The air vibrated with its presence, a low hum resonating through Kaelen's very bones.
The monster leaned forward and released a guttural growl. Slowly, its maw opened into a cruel smile—rows of razor-sharp teeth glistening in the dim light.
"This… this can't be," Kaelen whispered, his voice shaking. "They said the Shadow Demons were defeated. They said they were gone for years. So… how?"
Kaelen stumbled backward, his legs unsteady. Terror rooted him to the ground even as his mind screamed for action.

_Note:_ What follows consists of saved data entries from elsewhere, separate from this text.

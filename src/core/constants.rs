//! Core constants shared by the pyramid, the projections and the overlay.
//! Keeping them in a single place makes it easier to tweak engine-wide magic numbers.

/// Default square tile size in pixels.
pub const TILE_SIZE: u32 = 256;

/// Deepest pyramid level we address. `2^30` tiles per axis still fits in a `u32`
/// and keeps absolute pixel coordinates well inside `i64`.
pub const MAX_LEVEL: u32 = 30;

/// Spherical mercator earth radius in meters (EPSG:3857).
pub const EARTH_RADIUS: f64 = 6_378_137.0;

/// Latitude at which the spherical mercator square extent ends.
pub const MAX_LATITUDE: f64 = 85.051_128_779_806_59;

/// Half the width of the spherical mercator extent, in meters.
pub const WEB_MERCATOR_HALF_EXTENT: f64 = std::f64::consts::PI * EARTH_RADIUS;

/// Priority label stamped on annotations created through a draw gesture.
pub const DEFAULT_PRIORITY: &str = "P0";
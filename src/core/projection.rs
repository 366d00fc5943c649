//! Geographic ↔ projected transforms.
//!
//! The coordinate mapper treats the projection as a swappable function: it must
//! round-trip within its own precision and must never clamp silently. Inputs
//! outside a projection's domain produce non-finite output instead.

use crate::core::{
    bounds::Bounds,
    constants::{EARTH_RADIUS, MAX_LATITUDE, WEB_MERCATOR_HALF_EXTENT},
    geo::{GeoCoord, ProjectedCoord},
};
use serde::{Deserialize, Serialize};
use std::f64::consts::PI;
use std::fmt::Debug;
use std::sync::Arc;

/// Converts between geographic degrees and projection units
pub trait Projection: Send + Sync + Debug {
    /// Short identifier, e.g. `"EPSG:3857"`
    fn code(&self) -> &'static str;

    /// Geographic → projected
    fn project(&self, geo: GeoCoord) -> ProjectedCoord;

    /// Projected → geographic
    fn unproject(&self, point: ProjectedCoord) -> GeoCoord;

    /// The full projected extent this projection covers
    fn extent(&self) -> Bounds;

    /// Whether `geo` lies inside the domain where `project` is defined
    fn in_domain(&self, geo: GeoCoord) -> bool {
        geo.is_valid()
    }
}

/// Spherical (web) mercator, EPSG:3857
#[derive(Debug, Clone, Copy, Default, PartialEq)]
pub struct SphericalMercator;

impl Projection for SphericalMercator {
    fn code(&self) -> &'static str {
        "EPSG:3857"
    }

    fn project(&self, geo: GeoCoord) -> ProjectedCoord {
        let x = geo.lon.to_radians() * EARTH_RADIUS;
        let y = (PI / 4.0 + geo.lat.to_radians() / 2.0).tan().ln() * EARTH_RADIUS;
        ProjectedCoord::new(x, y)
    }

    fn unproject(&self, point: ProjectedCoord) -> GeoCoord {
        let lon = (point.x / EARTH_RADIUS).to_degrees();
        let lat = (2.0 * (point.y / EARTH_RADIUS).exp().atan() - PI / 2.0).to_degrees();
        GeoCoord::new(lon, lat)
    }

    fn extent(&self) -> Bounds {
        Bounds::from_coords(
            -WEB_MERCATOR_HALF_EXTENT,
            -WEB_MERCATOR_HALF_EXTENT,
            WEB_MERCATOR_HALF_EXTENT,
            WEB_MERCATOR_HALF_EXTENT,
        )
    }

    fn in_domain(&self, geo: GeoCoord) -> bool {
        geo.is_valid() && geo.lat.abs() <= MAX_LATITUDE
    }
}

/// Plate carrée: projected units are the geographic degrees themselves
#[derive(Debug, Clone, Copy, Default, PartialEq)]
pub struct Identity;

impl Projection for Identity {
    fn code(&self) -> &'static str {
        "EPSG:4326"
    }

    fn project(&self, geo: GeoCoord) -> ProjectedCoord {
        ProjectedCoord::new(geo.lon, geo.lat)
    }

    fn unproject(&self, point: ProjectedCoord) -> GeoCoord {
        GeoCoord::new(point.x, point.y)
    }

    fn extent(&self) -> Bounds {
        Bounds::from_coords(-180.0, -90.0, 180.0, 90.0)
    }
}

/// Configuration-time projection choice
#[derive(Debug, Clone, Copy, PartialEq, Eq, Default, Serialize, Deserialize)]
pub enum ProjectionKind {
    Identity,
    #[default]
    SphericalMercator,
}

impl ProjectionKind {
    pub fn build(self) -> Arc<dyn Projection> {
        match self {
            ProjectionKind::Identity => Arc::new(Identity),
            ProjectionKind::SphericalMercator => Arc::new(SphericalMercator),
        }
    }
}
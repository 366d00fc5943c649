use crate::{
    core::{
        bounds::Bounds,
        config::MapConfig,
        geo::{ProjectedCoord, ViewportPixel},
        mapper::CoordinateMapper,
        projection::Projection,
        viewport::Viewport,
    },
    prelude::{Arc, HashSet},
    tiles::{
        address::TileAddress,
        iterator::{TileIterator, TileRange},
        pyramid::TilePyramid,
    },
    Result,
};

/// What a view change reports to layers
#[derive(Debug, Clone, Copy, PartialEq, Eq)]
pub enum MapEvent {
    PanEnd,
    ZoomEnd { zoom: u32 },
    Resize { width: u32, height: u32 },
}

/// The map: viewport state plus the coordinate mapper reading it
#[derive(Debug, Clone)]
pub struct Map {
    mapper: CoordinateMapper,
}

impl Map {
    pub fn new(pyramid: Arc<dyn TilePyramid>, projection: Arc<dyn Projection>, viewport: Viewport) -> Self {
        Self {
            mapper: CoordinateMapper::new(pyramid, projection, viewport),
        }
    }

    pub fn from_config(config: &MapConfig) -> Result<Self> {
        config.validate()?;
        let pyramid = config.pyramid.build()?;
        let projection = config.projection.build();
        let domain = pyramid.bounds();
        let view = &config.viewport;

        let mut viewport = Viewport::new(
            domain,
            config.tile_size,
            view.center.unwrap_or_else(|| domain.center()),
            view.zoom,
            view.width,
            view.height,
        );
        viewport.set_zoom_limits(view.min_zoom, view.max_zoom);
        viewport.set_zoom(view.zoom);

        log::info!(
            "map over {} pyramid in {}, zoom {}",
            pyramid.name(),
            projection.code(),
            viewport.zoom
        );
        Ok(Self::new(pyramid, projection, viewport))
    }

    /// Drag by `(dx, dy)` viewport pixels
    pub fn pan_by(&mut self, dx: f64, dy: f64) -> MapEvent {
        self.mapper.viewport_mut().pan(dx, dy);
        MapEvent::PanEnd
    }

    pub fn pan_to(&mut self, center: ProjectedCoord) -> MapEvent {
        self.mapper.viewport_mut().set_center(center);
        MapEvent::PanEnd
    }

    pub fn zoom_to(&mut self, zoom: u32) -> MapEvent {
        self.mapper.viewport_mut().set_zoom(zoom);
        MapEvent::ZoomEnd { zoom: self.zoom() }
    }

    pub fn zoom_in(&mut self) -> MapEvent {
        self.zoom_to(self.zoom().saturating_add(1))
    }

    pub fn zoom_out(&mut self) -> MapEvent {
        self.zoom_to(self.zoom().saturating_sub(1))
    }

    /// Centers on `bounds` at the deepest zoom that still shows all of them
    pub fn zoom_to_extent(&mut self, bounds: &Bounds) -> MapEvent {
        self.mapper.viewport_mut().fit_bounds(bounds);
        MapEvent::ZoomEnd { zoom: self.zoom() }
    }

    pub fn resize(&mut self, width: u32, height: u32) -> MapEvent {
        let viewport = self.mapper.viewport_mut();
        viewport.set_size(width, height);
        MapEvent::Resize {
            width: viewport.width,
            height: viewport.height,
        }
    }

    /// Tiles of the current level intersecting the visible extent
    pub fn tile_iterator(&self) -> TileIterator {
        TileIterator::new(self.pyramid().as_ref(), self.zoom(), &self.extent())
    }

    pub fn tiles_in_view(&self) -> HashSet<TileAddress> {
        self.tile_iterator().rest()
    }

    pub fn tile_range_in_view(&self) -> Option<TileRange> {
        self.tile_iterator().to_tile_range()
    }

    /// Absolute canvas bounds at the current zoom, in viewport pixels
    pub fn min_and_max_in_viewport_pixels(&self) -> (ViewportPixel, ViewportPixel) {
        self.mapper.canvas_in_viewport_pixels()
    }

    pub fn mapper(&self) -> &CoordinateMapper {
        &self.mapper
    }

    pub fn viewport(&self) -> &Viewport {
        self.mapper.viewport()
    }

    pub fn pyramid(&self) -> &Arc<dyn TilePyramid> {
        self.mapper.pyramid()
    }

    pub fn projection(&self) -> &Arc<dyn Projection> {
        self.mapper.projection()
    }

    pub fn zoom(&self) -> u32 {
        self.mapper.zoom()
    }

    pub fn extent(&self) -> Bounds {
        self.viewport().extent()
    }
}
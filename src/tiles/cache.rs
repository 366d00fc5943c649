use crate::data::annotation::{BinData, TileDataMap};
use crate::prelude::HashSet;
use crate::tiles::address::TileKey;

/// Resident per-tile annotation data held by the synchronizer.
///
/// Unlike a bounded LRU, residency here is decided entirely by the desired tile
/// set: tiles stay until they are no longer wanted.
#[derive(Debug, Clone, Default)]
pub struct TileDataCache {
    tiles: TileDataMap,
}

impl TileDataCache {
    pub fn new() -> Self {
        Self::default()
    }

    pub fn get(&self, key: &TileKey) -> Option<&BinData> {
        self.tiles.get(key)
    }

    /// Insert (or replace) the data of one tile
    pub fn insert(&mut self, key: TileKey, bins: BinData) {
        self.tiles.insert(key, bins);
    }

    pub fn contains(&self, key: &TileKey) -> bool {
        self.tiles.contains_key(key)
    }

    pub fn remove(&mut self, key: &TileKey) -> Option<BinData> {
        self.tiles.remove(key)
    }

    /// Drops every tile not in `keep`, returning the evicted keys
    pub fn retain_only(&mut self, keep: &HashSet<TileKey>) -> Vec<TileKey> {
        let evicted: Vec<TileKey> = self
            .tiles
            .keys()
            .filter(|key| !keep.contains(key))
            .copied()
            .collect();
        for key in &evicted {
            self.tiles.remove(key);
        }
        evicted
    }

    /// Keys in `wanted` that are not resident
    pub fn missing<'a, I>(&self, wanted: I) -> Vec<TileKey>
    where
        I: IntoIterator<Item = &'a TileKey>,
    {
        wanted
            .into_iter()
            .filter(|key| !self.tiles.contains_key(key))
            .copied()
            .collect()
    }

    pub fn keys(&self) -> impl Iterator<Item = &TileKey> {
        self.tiles.keys()
    }

    pub fn data(&self) -> &TileDataMap {
        &self.tiles
    }

    pub fn clear(&mut self) {
        self.tiles.clear();
    }

    pub fn len(&self) -> usize {
        self.tiles.len()
    }

    pub fn is_empty(&self) -> bool {
        self.tiles.is_empty()
    }
}
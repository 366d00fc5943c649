//! Map configuration.
//!
//! Everything the map, synchronizer and overlay need is read from one
//! [`MapConfig`], loadable from JSON, with presets for the two pyramid kinds.

use crate::core::{
    bounds::Bounds,
    constants::{DEFAULT_PRIORITY, MAX_LEVEL, TILE_SIZE},
    geo::ProjectedCoord,
    projection::ProjectionKind,
};
use crate::layers::style::OverlayStyles;
use crate::tiles::{address::BinGrid, pyramid::PyramidConfig, sync::SyncConfig};
use crate::{MapError, Result};
use serde::{Deserialize, Serialize};
use std::path::Path;

/// Initial view
#[derive(Debug, Clone, PartialEq, Serialize, Deserialize)]
#[serde(default, rename_all = "camelCase")]
pub struct ViewportConfig {
    pub width: u32,
    pub height: u32,
    pub zoom: u32,
    pub min_zoom: u32,
    pub max_zoom: u32,
    /// Initial center in projected units; the domain center when absent
    pub center: Option<ProjectedCoord>,
}

impl Default for ViewportConfig {
    fn default() -> Self {
        Self {
            width: 800,
            height: 600,
            zoom: 2,
            min_zoom: 0,
            max_zoom: 18,
            center: None,
        }
    }
}

/// Annotation overlay behavior
#[derive(Debug, Clone, PartialEq, Serialize, Deserialize)]
#[serde(default, rename_all = "camelCase")]
pub struct OverlayConfig {
    /// Priority given to annotations drawn by the user
    pub default_priority: String,
    pub default_title: String,
    pub default_comment: String,
    /// Bins per tile axis used when bucketing annotations
    pub bin_grid: BinGrid,
    pub styles: OverlayStyles,
}

impl Default for OverlayConfig {
    fn default() -> Self {
        Self {
            default_priority: DEFAULT_PRIORITY.to_string(),
            default_title: String::new(),
            default_comment: String::new(),
            bin_grid: BinGrid::SINGLE,
            styles: OverlayStyles::default(),
        }
    }
}

/// Top-level configuration
#[derive(Debug, Clone, PartialEq, Serialize, Deserialize)]
#[serde(default, rename_all = "camelCase")]
pub struct MapConfig {
    pub pyramid: PyramidConfig,
    pub projection: ProjectionKind,
    pub tile_size: u32,
    pub viewport: ViewportConfig,
    pub sync: SyncConfig,
    pub overlay: OverlayConfig,
}

impl Default for MapConfig {
    fn default() -> Self {
        Self::web_default()
    }
}

impl MapConfig {
    /// Global web mercator pyramid in EPSG:3857
    pub fn web_default() -> Self {
        Self {
            pyramid: PyramidConfig::WebMercator,
            projection: ProjectionKind::SphericalMercator,
            tile_size: TILE_SIZE,
            viewport: ViewportConfig::default(),
            sync: SyncConfig::default(),
            overlay: OverlayConfig::default(),
        }
    }

    /// Custom rectangle in plain lon/lat
    pub fn area_of_interest(bounds: Bounds) -> Self {
        Self {
            pyramid: PyramidConfig::AreaOfInterest {
                min_x: bounds.min.x,
                min_y: bounds.min.y,
                max_x: bounds.max.x,
                max_y: bounds.max.y,
            },
            projection: ProjectionKind::Identity,
            ..Self::web_default()
        }
    }

    pub fn from_json(json: &str) -> Result<Self> {
        let config: MapConfig = serde_json::from_str(json)?;
        config.validate()?;
        Ok(config)
    }

    pub fn from_file(path: impl AsRef<Path>) -> Result<Self> {
        let text = std::fs::read_to_string(path)?;
        Self::from_json(&text)
    }

    pub fn to_json(&self) -> Result<String> {
        Ok(serde_json::to_string_pretty(self)?)
    }

    pub fn validate(&self) -> Result<()> {
        if self.tile_size == 0 {
            return Err(MapError::Config("tileSize must be positive".into()));
        }
        if self.viewport.width == 0 || self.viewport.height == 0 {
            return Err(MapError::Config("viewport needs a non-zero size".into()));
        }
        if self.viewport.min_zoom > self.viewport.max_zoom {
            return Err(MapError::Config(format!(
                "minZoom {} exceeds maxZoom {}",
                self.viewport.min_zoom, self.viewport.max_zoom
            )));
        }
        if self.viewport.max_zoom > MAX_LEVEL {
            return Err(MapError::Config(format!(
                "maxZoom {} is deeper than the pyramid's last level {}",
                self.viewport.max_zoom, MAX_LEVEL
            )));
        }
        if self.overlay.bin_grid.x == 0 || self.overlay.bin_grid.y == 0 {
            return Err(MapError::Config("bin grid needs at least one bin per axis".into()));
        }
        // surfaces an empty area of interest
        self.pyramid.build()?;
        Ok(())
    }
}

#[cfg(test)]
mod tests {
    use super::*;

    #[test]
    fn test_presets() {
        let web = MapConfig::default();
        assert_eq!(web.pyramid, PyramidConfig::WebMercator);
        assert_eq!(web.tile_size, 256);
        assert_eq!(web.overlay.default_priority, "P0");
        assert!(web.validate().is_ok());

        let aoi = MapConfig::area_of_interest(Bounds::from_coords(-10.0, 40.0, 5.0, 55.0));
        assert_eq!(aoi.projection, ProjectionKind::Identity);
        assert!(aoi.validate().is_ok());
    }

    #[test]
    fn test_from_json_with_defaults() {
        let config = MapConfig::from_json(
            r#"{
                "pyramid": {"type": "AreaOfInterest", "minX": 0, "minY": 0, "maxX": 100, "maxY": 100},
                "projection": "Identity",
                "viewport": {"width": 512, "height": 512, "zoom": 1},
                "sync": {"maxRetries": 4},
                "overlay": {"defaultPriority": "P3", "binGrid": {"x": 4, "y": 4}}
            }"#,
        )
        .unwrap();

        assert_eq!(config.viewport.width, 512);
        assert_eq!(config.viewport.max_zoom, 18);
        assert_eq!(config.sync.max_retries, 4);
        assert_eq!(config.overlay.default_priority, "P3");
        assert_eq!(config.overlay.bin_grid, BinGrid::square(4));
        assert_eq!(config.tile_size, 256);
    }

    #[test]
    fn test_invalid_configs_rejected() {
        assert!(matches!(
            MapConfig::from_json(r#"{"tileSize": 0}"#),
            Err(MapError::Config(_))
        ));
        assert!(matches!(
            MapConfig::from_json(r#"{"viewport": {"minZoom": 9, "maxZoom": 3}}"#),
            Err(MapError::Config(_))
        ));
        assert!(matches!(
            MapConfig::from_json(r#"{"pyramid": {"type": "AreaOfInterest", "minX": 1, "minY": 1, "maxX": 1, "maxY": 5}}"#),
            Err(MapError::InvalidCoordinates(_))
        ));
        assert!(matches!(
            MapConfig::from_json(r#"{"viewport": {"zoom": 34, "maxZoom": 34}}"#),
            Err(MapError::Config(_))
        ));
        assert!(MapConfig::from_json(r#"{"viewport": {"maxZoom": 30}}"#).is_ok());
        assert!(matches!(
            MapConfig::from_json("{not json"),
            Err(MapError::Serialization(_))
        ));
    }

    #[test]
    fn test_json_round_trip() {
        let config = MapConfig::area_of_interest(Bounds::from_coords(0.0, 0.0, 10.0, 10.0));
        let back = MapConfig::from_json(&config.to_json().unwrap()).unwrap();
        assert_eq!(back, config);
    }
}
pub mod address;
pub mod cache;
pub mod iterator;
pub mod pyramid;
pub mod sync;

// Re-exports for convenience
pub use address::{BinAddress, BinGrid, BinKey, TileAddress, TileKey};
pub use cache::TileDataCache;
pub use iterator::{TileIterator, TileRange};
pub use pyramid::{AoiPyramid, PyramidConfig, TilePyramid, WebPyramid};
pub use sync::{Generation, SyncConfig, SyncReport, TileSynchronizer};
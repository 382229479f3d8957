use std::collections::BTreeMap;
use std::fmt;
use std::str::FromStr;

use chrono::{DateTime, Utc};
use serde::{Deserialize, Serialize};

/// Field map of a document, keyed by field name.
pub type DocumentData = serde_json::Map<String, serde_json::Value>;

/// A tenant record as held by the catalog.
#[derive(Serialize, Deserialize, Debug, Clone, PartialEq)]
pub struct Tenant {
    pub id: String,
    pub write_key: String,
    pub read_key: String,
    pub created_at: DateTime<Utc>,
    pub last_accessed: DateTime<Utc>,
    pub quota_used: u64,  // bytes
    pub quota_limit: u64, // bytes
}

/// What a capability key allows its bearer to do.
#[derive(Debug, Clone, Copy, PartialEq, Eq, Serialize, Deserialize)]
#[serde(rename_all = "lowercase")]
pub enum Capability {
    Read,
    Write,
}

impl Capability {
    pub fn can_write(&self) -> bool {
        matches!(self, Capability::Write)
    }
}

/// A tenant resolved from a capability key.
#[derive(Debug, Clone)]
pub struct Resolved {
    pub tenant: Tenant,
    pub capability: Capability,
}

/// Returned exactly once, when a database is created.
#[derive(Serialize, Deserialize, Debug, Clone)]
pub struct CreatedDatabase {
    pub database_id: String,
    pub write_key: String,
    pub read_key: String,
}

#[derive(Serialize, Deserialize, Debug, Clone, Copy, PartialEq, Eq)]
#[serde(rename_all = "lowercase")]
pub enum FieldType {
    String,
    Number,
    Bool,
}

impl FieldType {
    pub fn as_str(&self) -> &'static str {
        match self {
            FieldType::String => "string",
            FieldType::Number => "number",
            FieldType::Bool => "bool",
        }
    }
}

impl fmt::Display for FieldType {
    fn fmt(&self, f: &mut fmt::Formatter<'_>) -> fmt::Result {
        f.write_str(self.as_str())
    }
}

impl FromStr for FieldType {
    type Err = String;

    fn from_str(s: &str) -> Result<Self, Self::Err> {
        match s {
            "string" => Ok(FieldType::String),
            "number" => Ok(FieldType::Number),
            "bool" => Ok(FieldType::Bool),
            other => Err(format!("invalid field type: {}", other)),
        }
    }
}

/// Collection schema. Immutable once created.
#[derive(Serialize, Deserialize, Debug, Clone, PartialEq)]
pub struct Schema {
    pub database_id: String,
    pub name: String,
    pub fields: BTreeMap<String, FieldType>,
    pub created_at: DateTime<Utc>,
}

#[derive(Serialize, Deserialize, Debug, Clone, PartialEq)]
pub struct Document {
    pub id: String,
    pub collection: String,
    pub data: DocumentData,
    pub created_at: DateTime<Utc>,
    pub updated_at: DateTime<Utc>,
}

/// Quota and usage summary for a database.
#[derive(Serialize, Deserialize, Debug, Clone)]
pub struct DatabaseInfo {
    pub database_id: String,
    pub quota_used: u64,
    pub quota_limit: u64,
    pub quota_percent: f64,
    pub created_at: DateTime<Utc>,
    pub last_accessed: DateTime<Utc>,
}

impl From<&Tenant> for DatabaseInfo {
    fn from(tenant: &Tenant) -> Self {
        let quota_percent = if tenant.quota_limit == 0 {
            0.0
        } else {
            tenant.quota_used as f64 / tenant.quota_limit as f64 * 100.0
        };
        Self {
            database_id: tenant.id.clone(),
            quota_used: tenant.quota_used,
            quota_limit: tenant.quota_limit,
            quota_percent,
            created_at: tenant.created_at,
            last_accessed: tenant.last_accessed,
        }
    }
}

Move, Kaelen—run! Don't freeze! If you stay, you'll die!
The Chase in the Dark
The demon tilted its head, studying him with a twisted curiosity—and then it unleashed a roar so violent the earth trembled. The sound tore through the skeletal trees of the nearby grove, sending flocks of crows screaming into the gray sky.
Kaelen snapped from his trance. Instinct took control. He turned and ran, faster than he had ever run in his life.
His feet hammered the cracked pavement, carrying him down the desolate street and into the dense woods beyond. He clutched the VR box to his chest like a shield, though he knew it was useless.
The chase had begun.
Branches lashed at his face. Roots clawed at his ankles, as though the forest itself conspired with the demon. Limbs tore at his clothes, scraping his skin—but Kaelen pressed on, adrenaline fueling every agonizing step.
He risked a glance over his shoulder—and there it was.
The demon thundered after him on all fours, its claws tearing deep gouges into the soil. Its shifting form flowed unnaturally, sliding effortlessly through the dense underbrush. Its speed was monstrous. Inhuman.
"Why me? What do you want from me?" Kaelen yelled, his voice breaking against the dark.
His steps faltered. He burst into a clearing—but fate betrayed him. His foot caught on a jagged rock, and he fell hard. Pain flared in his knee, sharp and blinding. He groaned, forcing himself up, trembling with a primal panic.
"No time! Get up, Kaelen—get up!"
But the demon was already there.
It loomed above him, its crimson eyes narrowing with the satisfaction of the kill. One massive arm lifted, its claws gleaming in the pale moonlight like daggers made of obsidian.
The killing blow hung in the air. Time seemed to slow. Memories flashed before Kaelen's eyes—the smiling faces of Valerius and Elara, the wreckage of the Blackwood crash, the years of whispers and the cold isolation of being the "Grave-Walker."
"No… it can't end like this," he gasped, his voice cracking beneath the weight of despair.
Tears streaked down his pale cheeks as the demon's talons descended, mere inches from his throat. And at that moment, Kaelen truly believed his story was over.
But deep within his chest, beneath the fear, something else was stirring.
A heat. A darkness. A roar that wasn't his own.